#### PROBLEM DETAILS
Reproduce the records that follow exactly as they are written.

Collected data entries:
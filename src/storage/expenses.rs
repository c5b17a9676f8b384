//! Operating expense table.

use anyhow::{Context, Result};
use sqlx::sqlite::SqliteRow;
use sqlx::{Row, SqliteConnection};

use crate::domain::{Cents, DateRange, Expense, ExpenseCategory, ExpenseId, format_date};

use super::{decode_date, decode_timestamp};

const COLUMNS: &str = "id, category, amount, description, recipient, date, created_by, created_at";

/// Save a new expense and assign its id.
pub async fn insert(conn: &mut SqliteConnection, expense: &mut Expense) -> Result<()> {
    let row = sqlx::query(
        r#"
        INSERT INTO expenses (category, amount, description, recipient, date, created_by, created_at)
        VALUES (?, ?, ?, ?, ?, ?, ?)
        RETURNING id
        "#,
    )
    .bind(expense.category.as_str())
    .bind(expense.amount)
    .bind(&expense.description)
    .bind(&expense.recipient)
    .bind(format_date(expense.date))
    .bind(expense.created_by)
    .bind(expense.created_at.to_rfc3339())
    .fetch_one(&mut *conn)
    .await
    .context("Failed to insert expense")?;

    expense.id = row.get("id");
    Ok(())
}

pub async fn get(conn: &mut SqliteConnection, id: ExpenseId) -> Result<Option<Expense>> {
    let sql = format!("SELECT {COLUMNS} FROM expenses WHERE id = ?");
    let row = sqlx::query(&sql)
        .bind(id)
        .fetch_optional(&mut *conn)
        .await
        .context("Failed to fetch expense")?;

    row.as_ref().map(row_to_expense).transpose()
}

/// Expenses newest first, optionally narrowed to a category and a date range.
pub async fn list(
    conn: &mut SqliteConnection,
    category: Option<ExpenseCategory>,
    range: DateRange,
) -> Result<Vec<Expense>> {
    let mut sql = format!("SELECT {COLUMNS} FROM expenses WHERE 1=1");
    let (where_clause, binds) = filter_clause(category, range);
    sql.push_str(&where_clause);
    sql.push_str(" ORDER BY date DESC, id DESC");

    let mut query = sqlx::query(&sql);
    for value in &binds {
        query = query.bind(value);
    }

    let rows = query
        .fetch_all(&mut *conn)
        .await
        .context("Failed to list expenses")?;

    rows.iter().map(row_to_expense).collect()
}

/// The latest `limit` expenses by date.
pub async fn list_recent(conn: &mut SqliteConnection, limit: i64) -> Result<Vec<Expense>> {
    let sql = format!("SELECT {COLUMNS} FROM expenses ORDER BY date DESC, id DESC LIMIT ?");
    let rows = sqlx::query(&sql)
        .bind(limit)
        .fetch_all(&mut *conn)
        .await
        .context("Failed to list recent expenses")?;

    rows.iter().map(row_to_expense).collect()
}

/// Sum of expense amounts, zero when nothing matches.
pub async fn total(
    conn: &mut SqliteConnection,
    category: Option<ExpenseCategory>,
    range: DateRange,
) -> Result<Cents> {
    let mut sql = String::from("SELECT COALESCE(SUM(amount), 0) AS total FROM expenses WHERE 1=1");
    let (where_clause, binds) = filter_clause(category, range);
    sql.push_str(&where_clause);

    let mut query = sqlx::query(&sql);
    for value in &binds {
        query = query.bind(value);
    }

    let row = query
        .fetch_one(&mut *conn)
        .await
        .context("Failed to total expenses")?;

    Ok(row.get("total"))
}

pub async fn update(conn: &mut SqliteConnection, expense: &Expense) -> Result<bool> {
    let result = sqlx::query(
        r#"
        UPDATE expenses
        SET category = ?, amount = ?, description = ?, recipient = ?, date = ?
        WHERE id = ?
        "#,
    )
    .bind(expense.category.as_str())
    .bind(expense.amount)
    .bind(&expense.description)
    .bind(&expense.recipient)
    .bind(format_date(expense.date))
    .bind(expense.id)
    .execute(&mut *conn)
    .await
    .context("Failed to update expense")?;

    Ok(result.rows_affected() > 0)
}

pub async fn delete(conn: &mut SqliteConnection, id: ExpenseId) -> Result<bool> {
    let result = sqlx::query("DELETE FROM expenses WHERE id = ?")
        .bind(id)
        .execute(&mut *conn)
        .await
        .context("Failed to delete expense")?;
    Ok(result.rows_affected() > 0)
}

fn filter_clause(category: Option<ExpenseCategory>, range: DateRange) -> (String, Vec<String>) {
    let mut clause = String::new();
    let mut binds = Vec::new();

    if let Some(category) = category {
        clause.push_str(" AND category = ?");
        binds.push(category.as_str().to_string());
    }
    if let Some(start) = range.start_str() {
        clause.push_str(" AND date >= ?");
        binds.push(start);
    }
    if let Some(end) = range.end_str() {
        clause.push_str(" AND date <= ?");
        binds.push(end);
    }

    (clause, binds)
}

fn row_to_expense(row: &SqliteRow) -> Result<Expense> {
    let category: String = row.get("category");
    let date: String = row.get("date");
    let created_at: String = row.get("created_at");

    Ok(Expense {
        id: row.get("id"),
        category: ExpenseCategory::from_str(&category)
            .ok_or_else(|| anyhow::anyhow!("Invalid expense category: {}", category))?,
        amount: row.get("amount"),
        description: row.get("description"),
        recipient: row.get("recipient"),
        date: decode_date(&date, "date")?,
        created_by: row.get("created_by"),
        created_at: decode_timestamp(&created_at, "created_at")?,
    })
}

#### RESPONSE
filename src/storage/expenses.rs
repository c5b17a9676f8b384
//! Operating expense table.

use anyhow::{Context, Result};
use sqlx::sqlite::SqliteRow;
use sqlx::{Row, SqliteConnection};

use crate::domain::{Cents, DateRange, Expense, ExpenseCategory, ExpenseId, format_date};

use super::{decode_date, decode_timestamp};

const COLUMNS: &str = "id, category, amount, description, recipient, date, created_by, created_at";

/// Save a new expense and assign its id.
pub async fn insert(conn: &mut SqliteConnection, expense: &mut Expense) -> Result<()> {
    let row = sqlx::query(
        r#"
        INSERT INTO expenses (category, amount, description, recipient, date, created_by, created_at)
        VALUES (?, ?, ?, ?, ?, ?, ?)
        RETURNING id
        "#,
    )
    .bind(expense.category.as_str())
    .bind(expense.amount)
    .bind(&expense.description)
    .bind(&expense.recipient)
    .bind(format_date(expense.date))
    .bind(expense.created_by)
    .bind(expense.created_at.to_rfc3339())
    .fetch_one(&mut *conn)
    .await
    .context("Failed to insert expense")?;

    expense.id = row.get("id");
    Ok(())
}

pub async fn get(conn: &mut SqliteConnection, id: ExpenseId) -> Result<Option<Expense>> {
    let sql = format!("SELECT {COLUMNS} FROM expenses WHERE id = ?");
    let row = sqlx::query(&sql)
        .bind(id)
        .fetch_optional(&mut *conn)
        .await
        .context("Failed to fetch expense")?;

    row.as_ref().map(row_to_expense).transpose()
}

/// Expenses newest first, optionally narrowed to a category and a date range.
pub async fn list(
    conn: &mut SqliteConnection,
    category: Option<ExpenseCategory>,
    range: DateRange,
) -> Result<Vec<Expense>> {
    let mut sql = format!("SELECT {COLUMNS} FROM expenses WHERE 1=1");
    let (where_clause, binds) = filter_clause(category, range);
    sql.push_str(&where_clause);
    sql.push_str(" ORDER BY date DESC, id DESC");

    let mut query = sqlx::query(&sql);
    for value in &binds {
        query = query.bind(value);
    }

    let rows = query
        .fetch_all(&mut *conn)
        .await
        .context("Failed to list expenses")?;

    rows.iter().map(row_to_expense).collect()
}

/// The latest `limit` expenses by date.
pub async fn list_recent(conn: &mut SqliteConnection, limit: i64) -> Result<Vec<Expense>> {
    let sql = format!("SELECT {COLUMNS} FROM expenses ORDER BY date DESC, id DESC LIMIT ?");
    let rows = sqlx::query(&sql)
        .bind(limit)
        .fetch_all(&mut *conn)
        .await
        .context("Failed to list recent expenses")?;

    rows.iter().map(row_to_expense).collect()
}

/// Sum of expense amounts, zero when nothing matches.
pub async fn total(
    conn: &mut SqliteConnection,
    category: Option<ExpenseCategory>,
    range: DateRange,
) -> Result<Cents> {
    let mut sql = String::from("SELECT COALESCE(SUM(amount), 0) AS total FROM expenses WHERE 1=1");
    let (where_clause, binds) = filter_clause(category, range);
    sql.push_str(&where_clause);

    let mut query = sqlx::query(&sql);
    for value in &binds {
        query = query.bind(value);
    }

    let row = query
        .fetch_one(&mut *conn)
        .await
        .context("Failed to total expenses")?;

    Ok(row.get("total"))
}

pub async fn update(conn: &mut SqliteConnection, expense: &Expense) -> Result<bool> {
    let result = sqlx::query(
        r#"
        UPDATE expenses
        SET category = ?, amount = ?, description = ?, recipient = ?, date = ?
        WHERE id = ?
        "#,
    )
    .bind(expense.category.as_str())
    .bind(expense.amount)
    .bind(&expense.description)
    .bind(&expense.recipient)
    .bind(format_date(expense.date))
    .bind(expense.id)
    .execute(&mut *conn)
    .await
    .context("Failed to update expense")?;

    Ok(result.rows_affected() > 0)
}

pub async fn delete(conn: &mut SqliteConnection, id: ExpenseId) -> Result<bool> {
    let result = sqlx::query("DELETE FROM expenses WHERE id = ?")
        .bind(id)
        .execute(&mut *conn)
        .await
        .context("Failed to delete expense")?;
    Ok(result.rows_affected() > 0)
}

fn filter_clause(category: Option<ExpenseCategory>, range: DateRange) -> (String, Vec<String>) {
    let mut clause = String::new();
    let mut binds = Vec::new();

    if let Some(category) = category {
        clause.push_str(" AND category = ?");
        binds.push(category.as_str().to_string());
    }
    if let Some(start) = range.start_str() {
        clause.push_str(" AND date >= ?");
        binds.push(start);
    }
    if let Some(end) = range.end_str() {
        clause.push_str(" AND date <= ?");
        binds.push(end);
    }

    (clause, binds)
}

fn row_to_expense(row: &SqliteRow) -> Result<Expense> {
    let category: String = row.get("category");
    let date: String = row.get("date");
    let created_at: String = row.get("created_at");

    Ok(Expense {
        id: row.get("id"),
        category: ExpenseCategory::from_str(&category)
            .ok_or_else(|| anyhow::anyhow!("Invalid expense category: {}", category))?,
        amount: row.get("amount"),
        description: row.get("description"),
        recipient: row.get("recipient"),
        date: decode_date(&date, "date")?,
        created_by: row.get("created_by"),
        created_at: decode_timestamp(&created_at, "created_at")?,
    })
}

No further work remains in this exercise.